// Input validation helpers.
//
// - `ValidatedJson<T>` extractor: content-type check + serde + size enforcement.
// - Field validators shared by the REST handlers.

use axum::{
    extract::{rejection::JsonRejection, FromRequest, Request},
    response::{IntoResponse, Response},
    Json,
};
use serde::de::DeserializeOwned;

use crate::error::{ApiError, ErrorCode};

/// Maximum WebSocket frame payload in bytes (64 KiB).
pub const MAX_WS_FRAME_BYTES: usize = 64 * 1024;

/// Maximum REST request body in bytes (8 MiB — file uploads arrive base64).
pub const MAX_REST_BODY_BYTES: usize = 8 * 1024 * 1024;

/// Maximum chat message body length in characters.
pub const MAX_MESSAGE_BODY_CHARS: usize = 4_000;

// ── ValidatedJson extractor ────────────────────────────────────────

/// A JSON body extractor that returns a structured `ApiError` on failure.
///
/// Use this instead of `axum::Json<T>` in handlers to get consistent
/// VALIDATION_FAILED error responses instead of plain-text Axum rejections.
pub struct ValidatedJson<T>(pub T);

impl<S, T> FromRequest<S> for ValidatedJson<T>
where
    T: DeserializeOwned,
    S: Send + Sync,
    Json<T>: FromRequest<S, Rejection = JsonRejection>,
{
    type Rejection = Response;

    async fn from_request(req: Request, state: &S) -> Result<Self, Self::Rejection> {
        match Json::<T>::from_request(req, state).await {
            Ok(Json(value)) => Ok(ValidatedJson(value)),
            Err(rejection) => {
                let (message, details) = classify_json_rejection(&rejection);
                Err(ApiError::new(ErrorCode::ValidationFailed, message)
                    .with_details(details)
                    .into_response())
            }
        }
    }
}

fn classify_json_rejection(rejection: &JsonRejection) -> (String, serde_json::Value) {
    match rejection {
        JsonRejection::JsonDataError(e) => {
            (format!("invalid JSON payload: {e}"), serde_json::json!({ "kind": "data_error" }))
        }
        JsonRejection::JsonSyntaxError(e) => {
            (format!("malformed JSON: {e}"), serde_json::json!({ "kind": "syntax_error" }))
        }
        JsonRejection::MissingJsonContentType(_) => (
            "expected Content-Type: application/json".to_string(),
            serde_json::json!({ "kind": "missing_content_type" }),
        ),
        JsonRejection::BytesRejection(e) => {
            (format!("request body error: {e}"), serde_json::json!({ "kind": "body_error" }))
        }
        other => {
            (format!("request body error: {other}"), serde_json::json!({ "kind": "unknown" }))
        }
    }
}

// ── Field validators ───────────────────────────────────────────────

pub fn require_non_empty(field: &str, value: &str) -> Result<(), ApiError> {
    if value.trim().is_empty() {
        return Err(ApiError::new(
            ErrorCode::ValidationFailed,
            format!("{field} must not be empty"),
        ));
    }
    Ok(())
}

pub fn validate_message_body(body: &str) -> Result<(), ApiError> {
    require_non_empty("body", body)?;
    if body.chars().count() > MAX_MESSAGE_BODY_CHARS {
        return Err(ApiError::new(
            ErrorCode::ValidationFailed,
            format!("body exceeds {MAX_MESSAGE_BODY_CHARS} characters"),
        ));
    }
    Ok(())
}

pub fn validate_file_name(name: &str) -> Result<(), ApiError> {
    require_non_empty("file_name", name)?;
    if name.contains('/') || name.contains('\\') || name.contains("..") {
        return Err(ApiError::new(
            ErrorCode::ValidationFailed,
            "file_name must not contain path separators",
        ));
    }
    Ok(())
}

#[cfg(test)]
mod tests {
    use super::*;

    #[test]
    fn empty_fields_are_rejected() {
        assert!(require_non_empty("name", "   ").is_err());
        assert!(require_non_empty("name", "Algorithms").is_ok());
    }

    #[test]
    fn oversized_message_body_is_rejected() {
        let body = "x".repeat(MAX_MESSAGE_BODY_CHARS + 1);
        assert!(validate_message_body(&body).is_err());
        assert!(validate_message_body("hi").is_ok());
    }

    #[test]
    fn file_names_with_path_separators_are_rejected() {
        for name in ["../etc/passwd", "dir/file.pdf", "dir\\file.pdf"] {
            assert!(validate_file_name(name).is_err(), "expected '{name}' to be rejected");
        }
        assert!(validate_file_name("notes.pdf").is_ok());
    }
}
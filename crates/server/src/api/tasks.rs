// Task board endpoints.
//
// Routes:
//   POST   /v1/groups/{id}/tasks             — create
//   GET    /v1/groups/{id}/tasks             — open (pending) tasks
//   GET    /v1/groups/{id}/tasks/statistics  — per-status counts
//   GET    /v1/tasks/mine                    — tasks assigned to the caller
//   POST   /v1/tasks/{id}/claim              — take a pending task
//   POST   /v1/tasks/{id}/complete           — mark a task done
//   DELETE /v1/tasks/{id}                    — task creator or group creator

use std::collections::HashMap;
use std::sync::Arc;

use axum::{
    extract::{Extension, Path, State},
    http::StatusCode,
    middleware,
    routing::{get, post},
    Json, Router,
};
use chrono::{DateTime, Utc};
use serde::{Deserialize, Serialize};
use sqlx::PgPool;
use studia_common::types::{Task, TaskStatus};
use tokio::sync::RwLock;
use uuid::Uuid;

use crate::{
    auth::{
        jwt::IdentityTokenService,
        middleware::{require_bearer_auth, require_verified, AuthenticatedUser},
    },
    error::ApiError,
    validation::{require_non_empty, ValidatedJson},
};

use super::{
    bad_request, forbidden,
    groups::{require_participant, GroupRole},
    map_sqlx_error, not_found, persistence_failure, ApiDeps,
};

// ── Public API types ─────────────────────────────────────────────────────────

#[derive(Deserialize)]
pub struct CreateTaskRequest {
    pub title: String,
    pub description: Option<String>,
    pub deadline: Option<DateTime<Utc>>,
}

#[derive(Serialize)]
struct TaskEnvelope {
    task: Task,
}

#[derive(Serialize)]
struct TasksEnvelope {
    tasks: Vec<Task>,
}

#[derive(Debug, Clone, Copy, Default, Serialize, PartialEq, Eq)]
pub struct TaskStatistics {
    pub pending: i64,
    pub taken: i64,
    pub completed: i64,
}

// ── Store ────────────────────────────────────────────────────────────────────

#[derive(Clone)]
pub enum TaskStore {
    Postgres(PgPool),
    #[cfg_attr(not(test), allow(dead_code))]
    Memory(Arc<RwLock<HashMap<Uuid, Task>>>),
}

#[derive(sqlx::FromRow)]
struct TaskRow {
    id: Uuid,
    group_id: Uuid,
    creator_id: Uuid,
    assigned_to: Option<Uuid>,
    title: String,
    description: Option<String>,
    status: String,
    deadline: Option<DateTime<Utc>>,
    created_at: DateTime<Utc>,
}

impl TaskRow {
    fn into_task(self) -> Result<Task, ApiError> {
        let status = TaskStatus::parse(&self.status).ok_or_else(|| {
            persistence_failure(anyhow::anyhow!("invalid task status '{}' in database", self.status))
        })?;
        Ok(Task {
            id: self.id,
            group_id: self.group_id,
            creator_id: self.creator_id,
            assigned_to: self.assigned_to,
            title: self.title,
            description: self.description,
            status,
            deadline: self.deadline,
            created_at: self.created_at,
        })
    }
}

const TASK_COLUMNS: &str =
    "id, group_id, creator_id, assigned_to, title, description, status, deadline, created_at";

impl TaskStore {
    pub fn memory() -> Self {
        Self::Memory(Arc::new(RwLock::new(HashMap::new())))
    }

    pub async fn create(&self, task: Task) -> Result<Task, ApiError> {
        match self {
            Self::Postgres(pool) => {
                let row = sqlx::query_as::<_, TaskRow>(&format!(
                    "INSERT INTO tasks \
                         (id, group_id, creator_id, title, description, status, deadline) \
                     VALUES ($1, $2, $3, $4, $5, $6, $7) \
                     RETURNING {TASK_COLUMNS}"
                ))
                .bind(task.id)
                .bind(task.group_id)
                .bind(task.creator_id)
                .bind(&task.title)
                .bind(&task.description)
                .bind(task.status.as_str())
                .bind(task.deadline)
                .fetch_one(pool)
                .await
                .map_err(map_sqlx_error)?;
                row.into_task()
            }
            Self::Memory(store) => {
                store.write().await.insert(task.id, task.clone());
                Ok(task)
            }
        }
    }

    pub async fn get(&self, task_id: Uuid) -> Result<Task, ApiError> {
        match self {
            Self::Postgres(pool) => {
                let row = sqlx::query_as::<_, TaskRow>(&format!(
                    "SELECT {TASK_COLUMNS} FROM tasks WHERE id = $1"
                ))
                .bind(task_id)
                .fetch_optional(pool)
                .await
                .map_err(map_sqlx_error)?
                .ok_or_else(|| not_found("task not found"))?;
                row.into_task()
            }
            Self::Memory(store) => store
                .read()
                .await
                .get(&task_id)
                .cloned()
                .ok_or_else(|| not_found("task not found")),
        }
    }

    pub async fn list_pending(&self, group_id: Uuid) -> Result<Vec<Task>, ApiError> {
        match self {
            Self::Postgres(pool) => {
                let rows = sqlx::query_as::<_, TaskRow>(&format!(
                    "SELECT {TASK_COLUMNS} FROM tasks \
                     WHERE group_id = $1 AND status = 'pending' \
                     ORDER BY created_at ASC"
                ))
                .bind(group_id)
                .fetch_all(pool)
                .await
                .map_err(map_sqlx_error)?;
                rows.into_iter().map(TaskRow::into_task).collect()
            }
            Self::Memory(store) => {
                let store = store.read().await;
                let mut tasks: Vec<Task> = store
                    .values()
                    .filter(|task| task.group_id == group_id && task.status == TaskStatus::Pending)
                    .cloned()
                    .collect();
                tasks.sort_by_key(|task| task.created_at);
                Ok(tasks)
            }
        }
    }

    pub async fn list_assigned(&self, user_id: Uuid) -> Result<Vec<Task>, ApiError> {
        match self {
            Self::Postgres(pool) => {
                let rows = sqlx::query_as::<_, TaskRow>(&format!(
                    "SELECT {TASK_COLUMNS} FROM tasks \
                     WHERE assigned_to = $1 \
                     ORDER BY created_at ASC"
                ))
                .bind(user_id)
                .fetch_all(pool)
                .await
                .map_err(map_sqlx_error)?;
                rows.into_iter().map(TaskRow::into_task).collect()
            }
            Self::Memory(store) => {
                let store = store.read().await;
                let mut tasks: Vec<Task> = store
                    .values()
                    .filter(|task| task.assigned_to == Some(user_id))
                    .cloned()
                    .collect();
                tasks.sort_by_key(|task| task.created_at);
                Ok(tasks)
            }
        }
    }

    /// Claim is conditional on the task still being pending, so two members
    /// cannot both take it.
    pub async fn claim(&self, task_id: Uuid, user_id: Uuid) -> Result<Task, ApiError> {
        match self {
            Self::Postgres(pool) => {
                let row = sqlx::query_as::<_, TaskRow>(&format!(
                    "UPDATE tasks SET assigned_to = $2, status = 'taken' \
                     WHERE id = $1 AND status = 'pending' \
                     RETURNING {TASK_COLUMNS}"
                ))
                .bind(task_id)
                .bind(user_id)
                .fetch_optional(pool)
                .await
                .map_err(map_sqlx_error)?;

                match row {
                    Some(row) => row.into_task(),
                    None => {
                        self.get(task_id).await?;
                        Err(bad_request("task has already been claimed"))
                    }
                }
            }
            Self::Memory(store) => {
                let mut store = store.write().await;
                let task =
                    store.get_mut(&task_id).ok_or_else(|| not_found("task not found"))?;
                if task.status != TaskStatus::Pending {
                    return Err(bad_request("task has already been claimed"));
                }
                task.assigned_to = Some(user_id);
                task.status = TaskStatus::Taken;
                Ok(task.clone())
            }
        }
    }

    pub async fn complete(&self, task_id: Uuid) -> Result<Task, ApiError> {
        match self {
            Self::Postgres(pool) => {
                let row = sqlx::query_as::<_, TaskRow>(&format!(
                    "UPDATE tasks SET status = 'completed' \
                     WHERE id = $1 \
                     RETURNING {TASK_COLUMNS}"
                ))
                .bind(task_id)
                .fetch_optional(pool)
                .await
                .map_err(map_sqlx_error)?
                .ok_or_else(|| not_found("task not found"))?;
                row.into_task()
            }
            Self::Memory(store) => {
                let mut store = store.write().await;
                let task =
                    store.get_mut(&task_id).ok_or_else(|| not_found("task not found"))?;
                task.status = TaskStatus::Completed;
                Ok(task.clone())
            }
        }
    }

    pub async fn delete(&self, task_id: Uuid) -> Result<(), ApiError> {
        match self {
            Self::Postgres(pool) => {
                let result = sqlx::query("DELETE FROM tasks WHERE id = $1")
                    .bind(task_id)
                    .execute(pool)
                    .await
                    .map_err(map_sqlx_error)?;
                if result.rows_affected() == 0 {
                    return Err(not_found("task not found"));
                }
                Ok(())
            }
            Self::Memory(store) => store
                .write()
                .await
                .remove(&task_id)
                .map(|_| ())
                .ok_or_else(|| not_found("task not found")),
        }
    }

    pub async fn statistics(&self, group_id: Uuid) -> Result<TaskStatistics, ApiError> {
        match self {
            Self::Postgres(pool) => {
                let rows = sqlx::query_as::<_, (String, i64)>(
                    "SELECT status, COUNT(*) FROM tasks WHERE group_id = $1 GROUP BY status",
                )
                .bind(group_id)
                .fetch_all(pool)
                .await
                .map_err(map_sqlx_error)?;

                let mut stats = TaskStatistics::default();
                for (status, count) in rows {
                    match status.as_str() {
                        "pending" => stats.pending = count,
                        "taken" => stats.taken = count,
                        "completed" => stats.completed = count,
                        _ => {}
                    }
                }
                Ok(stats)
            }
            Self::Memory(store) => {
                let store = store.read().await;
                let mut stats = TaskStatistics::default();
                for task in store.values().filter(|task| task.group_id == group_id) {
                    match task.status {
                        TaskStatus::Pending => stats.pending += 1,
                        TaskStatus::Taken => stats.taken += 1,
                        TaskStatus::Completed => stats.completed += 1,
                    }
                }
                Ok(stats)
            }
        }
    }
}
// Session scheduling: overlap detection and per-group serialization.
//
// A group's sessions must never overlap. Two windows conflict when they share
// any instant; touching endpoints (one ends exactly when the other starts) do
// not conflict. The scan is O(n) over a group's sessions, which stay in the
// single digits in practice.
//
// The overlap check and the subsequent insert are not one storage operation,
// so creates/edits for the same group run under a per-group async mutex
// (`GroupLocks`). Different groups proceed in parallel; chat publishes are
// never serialized since appends commute.

use std::collections::HashMap;
use std::sync::Arc;

use chrono::NaiveDateTime;
use studia_common::civil::TemporalError;
use studia_common::types::StudySession;
use tokio::sync::{Mutex, OwnedMutexGuard, RwLock};
use uuid::Uuid;

/// A validated candidate time window: `starts_at < ends_at` holds.
#[derive(Debug, Clone, Copy, PartialEq, Eq)]
pub struct CandidateWindow {
    starts_at: NaiveDateTime,
    ends_at: NaiveDateTime,
}

impl CandidateWindow {
    pub fn new(starts_at: NaiveDateTime, ends_at: NaiveDateTime) -> Result<Self, TemporalError> {
        if ends_at <= starts_at {
            return Err(TemporalError::EmptyRange);
        }
        Ok(Self { starts_at, ends_at })
    }

    pub fn starts_at(&self) -> NaiveDateTime {
        self.starts_at
    }

    pub fn ends_at(&self) -> NaiveDateTime {
        self.ends_at
    }

    /// Shared-instant test over half-open [start, end) ranges.
    fn overlaps(&self, other_start: NaiveDateTime, other_end: NaiveDateTime) -> bool {
        self.starts_at < other_end && other_start < self.ends_at
    }
}

/// A stored session the candidate collides with.
#[derive(Debug, Clone, PartialEq, Eq)]
pub struct SessionConflict {
    pub session_id: Uuid,
    pub name: String,
}

/// Check a candidate window against a group's stored sessions.
///
/// `exclude` skips one stored session by id so that editing a session does
/// not conflict with its own previous time range.
///
/// Returns every conflicting session, not just the first, so the caller can
/// name them all in the rejection.
pub fn check_overlap(
    candidate: CandidateWindow,
    existing: &[StudySession],
    exclude: Option<Uuid>,
) -> Result<(), Vec<SessionConflict>> {
    let conflicts: Vec<SessionConflict> = existing
        .iter()
        .filter(|session| exclude != Some(session.id))
        .filter(|session| candidate.overlaps(session.starts_at(), session.ends_at()))
        .map(|session| SessionConflict { session_id: session.id, name: session.name.clone() })
        .collect();

    if conflicts.is_empty() {
        Ok(())
    } else {
        Err(conflicts)
    }
}

/// Lazily-populated per-group mutexes serializing check-then-insert.
///
/// Lock entries are never reclaimed; a group contributes one `Mutex<()>` for
/// the process lifetime, which is negligible at this scale.
#[derive(Debug, Clone, Default)]
pub struct GroupLocks {
    locks: Arc<RwLock<HashMap<Uuid, Arc<Mutex<()>>>>>,
}

impl GroupLocks {
    pub async fn acquire(&self, group_id: Uuid) -> OwnedMutexGuard<()> {
        let lock = {
            let guard = self.locks.read().await;
            guard.get(&group_id).cloned()
        };

        let lock = match lock {
            Some(lock) => lock,
            None => {
                let mut guard = self.locks.write().await;
                guard.entry(group_id).or_insert_with(|| Arc::new(Mutex::new(()))).clone()
            }
        };

        lock.lock_owned().await
    }
}

#[cfg(test)]
mod tests {
    use chrono::NaiveDate;
    use studia_common::civil;

    use super::*;

    fn window(start: &str, end: &str) -> CandidateWindow {
        let (start_date, start_time) = start.split_once(' ').expect("start has date and time");
        let (end_date, end_time) = end.split_once(' ').expect("end has date and time");
        CandidateWindow::new(
            civil::to_instant(start_date, start_time).expect("valid start"),
            civil::to_instant(end_date, end_time).expect("valid end"),
        )
        .expect("non-empty window")
    }

    fn stored(name: &str, start: &str, end: &str) -> StudySession {
        let window = window(start, end);
        StudySession {
            id: Uuid::new_v4(),
            group_id: Uuid::new_v4(),
            name: name.to_string(),
            start_date: window.starts_at().date(),
            start_time: window.starts_at().time(),
            end_date: window.ends_at().date(),
            end_time: window.ends_at().time(),
            accepted_by: vec![],
        }
    }

    // ── CandidateWindow ─────────────────────────────────────────────

    #[test]
    fn empty_and_inverted_windows_are_rejected() {
        let at = NaiveDate::from_ymd_opt(2024, 6, 1).unwrap().and_hms_opt(10, 0, 0).unwrap();
        let later = at + chrono::Duration::hours(1);

        assert_eq!(CandidateWindow::new(at, at), Err(TemporalError::EmptyRange));
        assert_eq!(CandidateWindow::new(later, at), Err(TemporalError::EmptyRange));
        assert!(CandidateWindow::new(at, later).is_ok());
    }

    // ── check_overlap ───────────────────────────────────────────────

    #[test]
    fn disjoint_sessions_do_not_conflict() {
        let existing = vec![stored("morning", "2024-06-01 10:00", "2024-06-01 11:00")];
        let candidate = window("2024-06-01 12:00", "2024-06-01 13:00");

        assert!(check_overlap(candidate, &existing, None).is_ok());
    }

    #[test]
    fn touching_endpoints_do_not_conflict() {
        let existing = vec![stored("morning", "2024-06-01 10:00", "2024-06-01 11:00")];

        let right_after = window("2024-06-01 11:00", "2024-06-01 12:00");
        assert!(check_overlap(right_after, &existing, None).is_ok());

        let right_before = window("2024-06-01 09:00", "2024-06-01 10:00");
        assert!(check_overlap(right_before, &existing, None).is_ok());
    }

    #[test]
    fn partial_overlap_conflicts_and_names_the_session() {
        let existing = vec![stored("morning", "2024-06-01 10:00", "2024-06-01 11:00")];
        let candidate = window("2024-06-01 10:30", "2024-06-01 11:30");

        let conflicts = check_overlap(candidate, &existing, None)
            .expect_err("overlapping candidate should conflict");
        assert_eq!(conflicts.len(), 1);
        assert_eq!(conflicts[0].name, "morning");
        assert_eq!(conflicts[0].session_id, existing[0].id);
    }

    #[test]
    fn containment_conflicts_in_both_directions() {
        let existing = vec![stored("long", "2024-06-01 09:00", "2024-06-01 17:00")];

        let inside = window("2024-06-01 10:00", "2024-06-01 11:00");
        assert!(check_overlap(inside, &existing, None).is_err());

        let around = window("2024-06-01 08:00", "2024-06-01 18:00");
        assert!(check_overlap(around, &existing, None).is_err());
    }

    #[test]
    fn overlap_verdict_is_commutative() {
        let a = stored("a", "2024-06-01 10:00", "2024-06-01 12:00");
        let b = stored("b", "2024-06-01 11:00", "2024-06-01 13:00");

        let a_window = CandidateWindow::new(a.starts_at(), a.ends_at()).unwrap();
        let b_window = CandidateWindow::new(b.starts_at(), b.ends_at()).unwrap();

        let a_vs_b = check_overlap(a_window, std::slice::from_ref(&b), None).is_err();
        let b_vs_a = check_overlap(b_window, std::slice::from_ref(&a), None).is_err();
        assert_eq!(a_vs_b, b_vs_a);
        assert!(a_vs_b);
    }

    #[test]
    fn edit_excludes_own_previous_interval() {
        let session = stored("unchanged", "2024-06-01 10:00", "2024-06-01 11:00");
        let same_window =
            CandidateWindow::new(session.starts_at(), session.ends_at()).unwrap();

        // Without exclusion the unchanged edit would self-conflict.
        assert!(check_overlap(same_window, std::slice::from_ref(&session), None).is_err());
        assert!(
            check_overlap(same_window, std::slice::from_ref(&session), Some(session.id)).is_ok()
        );
    }

    #[test]
    fn all_conflicting_sessions_are_reported() {
        let existing = vec![
            stored("first", "2024-06-01 10:00", "2024-06-01 11:00"),
            stored("second", "2024-06-01 11:30", "2024-06-01 12:30"),
            stored("elsewhere", "2024-06-02 10:00", "2024-06-02 11:00"),
        ];
        let candidate = window("2024-06-01 10:30", "2024-06-01 12:00");

        let conflicts =
            check_overlap(candidate, &existing, None).expect_err("candidate spans two sessions");
        let names: Vec<&str> = conflicts.iter().map(|c| c.name.as_str()).collect();
        assert_eq!(names, vec!["first", "second"]);
    }

    #[test]
    fn multi_day_sessions_compare_across_dates() {
        let existing = vec![stored("overnight", "2024-06-01 22:00", "2024-06-02 02:00")];

        let next_morning = window("2024-06-02 02:00", "2024-06-02 03:00");
        assert!(check_overlap(next_morning, &existing, None).is_ok());

        let past_midnight = window("2024-06-02 01:00", "2024-06-02 04:00");
        assert!(check_overlap(past_midnight, &existing, None).is_err());
    }

    // ── GroupLocks ──────────────────────────────────────────────────

    #[tokio::test]
    async fn same_group_lock_serializes() {
        let locks = GroupLocks::default();
        let group_id = Uuid::new_v4();

        let held = locks.acquire(group_id).await;
        let contended = {
            let locks = locks.clone();
            tokio::spawn(async move {
                let _guard = locks.acquire(group_id).await;
            })
        };

        tokio::task::yield_now().await;
        assert!(!contended.is_finished());

        drop(held);
        contended.await.expect("contended acquire should complete after release");
    }

    #[tokio::test]
    async fn different_groups_do_not_contend() {
        let locks = GroupLocks::default();

        let _first = locks.acquire(Uuid::new_v4()).await;
        // Acquiring a second group's lock must not block on the first.
        let _second = locks.acquire(Uuid::new_v4()).await;
    }
}
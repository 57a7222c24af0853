// Durable chat message store.
//
// The message id is the dedup key across delivery paths: appends are
// idempotent, so a client retrying a send with the same id cannot duplicate
// an already-persisted message.

use std::collections::{HashMap, HashSet};
use std::sync::Arc;

use anyhow::{Context, Result};
use chrono::{DateTime, Utc};
use sqlx::PgPool;
use studia_common::types::{ChatMessage, MessagePayload};
use tokio::sync::RwLock;
use uuid::Uuid;

/// Result of a durable append.
#[derive(Debug, Clone, PartialEq, Eq)]
pub enum AppendOutcome {
    /// The message was newly persisted and should be broadcast.
    Appended(ChatMessage),
    /// A message with this id already exists; the stored row wins and no
    /// broadcast is owed (subscribers saw it the first time).
    Duplicate(ChatMessage),
}

impl AppendOutcome {
    pub fn message(&self) -> &ChatMessage {
        match self {
            Self::Appended(message) | Self::Duplicate(message) => message,
        }
    }
}

#[derive(Clone)]
pub enum MessageStore {
    Postgres(PgPool),
    #[cfg_attr(not(test), allow(dead_code))]
    Memory(Arc<RwLock<MemoryMessageStore>>),
}

#[derive(Default)]
pub struct MemoryMessageStore {
    by_group: HashMap<Uuid, Vec<ChatMessage>>,
    ids: HashSet<Uuid>,
    fail_appends: bool,
}

impl MessageStore {
    pub fn memory() -> Self {
        Self::Memory(Arc::new(RwLock::new(MemoryMessageStore::default())))
    }

    /// Make subsequent memory appends fail, to exercise the
    /// no-broadcast-on-persistence-failure path.
    pub async fn set_append_failure(&self, fail: bool) {
        if let Self::Memory(store) = self {
            store.write().await.fail_appends = fail;
        }
    }

    pub async fn append(&self, message: ChatMessage) -> Result<AppendOutcome> {
        match self {
            Self::Postgres(pool) => append_pg(pool, message).await,
            Self::Memory(store) => append_mem(store, message).await,
        }
    }

    /// The group's full log, ascending by creation timestamp (ties by id for
    /// a stable order across fetches).
    pub async fn list_for_group(&self, group_id: Uuid) -> Result<Vec<ChatMessage>> {
        match self {
            Self::Postgres(pool) => list_for_group_pg(pool, group_id).await,
            Self::Memory(store) => list_for_group_mem(store, group_id).await,
        }
    }
}

// ── Postgres store ───────────────────────────────────────────────────────────

#[derive(sqlx::FromRow)]
struct MessageRow {
    id: Uuid,
    group_id: Uuid,
    sender_id: Uuid,
    sent_at: DateTime<Utc>,
    kind: String,
    body: Option<String>,
    file_url: Option<String>,
    file_name: Option<String>,
}

impl MessageRow {
    fn into_message(self) -> Result<ChatMessage> {
        let payload = match self.kind.as_str() {
            "text" => MessagePayload::Text {
                body: self.body.context("text message row is missing body")?,
            },
            "file" => MessagePayload::File {
                url: self.file_url.context("file message row is missing file_url")?,
                name: self.file_name.context("file message row is missing file_name")?,
            },
            other => anyhow::bail!("invalid chat message kind '{other}' in database"),
        };

        Ok(ChatMessage {
            id: self.id,
            group_id: self.group_id,
            sender_id: self.sender_id,
            sent_at: self.sent_at,
            payload,
        })
    }
}

async fn append_pg(pool: &PgPool, message: ChatMessage) -> Result<AppendOutcome> {
    let (kind, body, file_url, file_name) = match &message.payload {
        MessagePayload::Text { body } => ("text", Some(body.as_str()), None, None),
        MessagePayload::File { url, name } => {
            ("file", None, Some(url.as_str()), Some(name.as_str()))
        }
    };

    let inserted = sqlx::query_as::<_, MessageRow>(
        r#"
        INSERT INTO chat_messages (id, group_id, sender_id, sent_at, kind, body, file_url, file_name)
        VALUES ($1, $2, $3, $4, $5, $6, $7, $8)
        ON CONFLICT (id) DO NOTHING
        RETURNING id, group_id, sender_id, sent_at, kind, body, file_url, file_name
        "#,
    )
    .bind(message.id)
    .bind(message.group_id)
    .bind(message.sender_id)
    .bind(message.sent_at)
    .bind(kind)
    .bind(body)
    .bind(file_url)
    .bind(file_name)
    .fetch_optional(pool)
    .await
    .context("failed to append chat message")?;

    if let Some(row) = inserted {
        return Ok(AppendOutcome::Appended(row.into_message()?));
    }

    let existing = sqlx::query_as::<_, MessageRow>(
        r#"
        SELECT id, group_id, sender_id, sent_at, kind, body, file_url, file_name
        FROM chat_messages
        WHERE id = $1
        "#,
    )
    .bind(message.id)
    .fetch_one(pool)
    .await
    .context("failed to load already-persisted chat message")?;

    Ok(AppendOutcome::Duplicate(existing.into_message()?))
}

async fn list_for_group_pg(pool: &PgPool, group_id: Uuid) -> Result<Vec<ChatMessage>> {
    let rows = sqlx::query_as::<_, MessageRow>(
        r#"
        SELECT id, group_id, sender_id, sent_at, kind, body, file_url, file_name
        FROM chat_messages
        WHERE group_id = $1
        ORDER BY sent_at ASC, id ASC
        "#,
    )
    .bind(group_id)
    .fetch_all(pool)
    .await
    .context("failed to list chat messages")?;

    rows.into_iter().map(MessageRow::into_message).collect()
}

// ── In-memory store ──────────────────────────────────────────────────────────

async fn append_mem(
    store: &RwLock<MemoryMessageStore>,
    message: ChatMessage,
) -> Result<AppendOutcome> {
    let mut store = store.write().await;
    if store.fail_appends {
        anyhow::bail!("memory message store is configured to fail appends");
    }

    if !store.ids.insert(message.id) {
        let existing = store
            .by_group
            .values()
            .flatten()
            .find(|candidate| candidate.id == message.id)
            .cloned()
            .context("message id indexed but row missing")?;
        return Ok(AppendOutcome::Duplicate(existing));
    }

    store.by_group.entry(message.group_id).or_default().push(message.clone());
    Ok(AppendOutcome::Appended(message))
}

async fn list_for_group_mem(
    store: &RwLock<MemoryMessageStore>,
    group_id: Uuid,
) -> Result<Vec<ChatMessage>> {
    let store = store.read().await;
    let mut messages = store.by_group.get(&group_id).cloned().unwrap_or_default();
    messages.sort_by(|a, b| a.sent_at.cmp(&b.sent_at).then(a.id.cmp(&b.id)));
    Ok(messages)
}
····················
EXERCISE BRIEF » Which lines of the data contain the string "slice"? Copy each one.

PROBLEM SOLUTION »
        let a_vs_b = check_overlap(a_window, std::slice::from_ref(&b), None).is_err();
        let b_vs_a = check_overlap(b_window, std::slice::from_ref(&a), None).is_err();
        assert!(check_overlap(same_window, std::slice::from_ref(&session), None).is_err());
            check_overlap(same_window, std::slice::from_ref(&session), Some(session.id)).is_ok()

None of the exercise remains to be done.